WHAT YOU WILL DO:
Look through the lines below; wherever the word "Deserialize" appears, copy that line.

Collected data entries:
# # # #

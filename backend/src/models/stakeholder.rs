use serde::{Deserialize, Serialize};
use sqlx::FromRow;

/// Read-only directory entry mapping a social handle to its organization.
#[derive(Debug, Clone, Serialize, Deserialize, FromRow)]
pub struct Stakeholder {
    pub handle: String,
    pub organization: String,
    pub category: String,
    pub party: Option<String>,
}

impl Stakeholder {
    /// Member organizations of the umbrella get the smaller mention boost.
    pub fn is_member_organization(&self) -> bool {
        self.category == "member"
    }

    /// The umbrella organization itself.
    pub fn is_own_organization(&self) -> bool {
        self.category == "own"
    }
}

# # # #

ANSWER TO THIS TASK:
use serde::{Deserialize, Serialize};
#[derive(Debug, Clone, Serialize, Deserialize, FromRow)]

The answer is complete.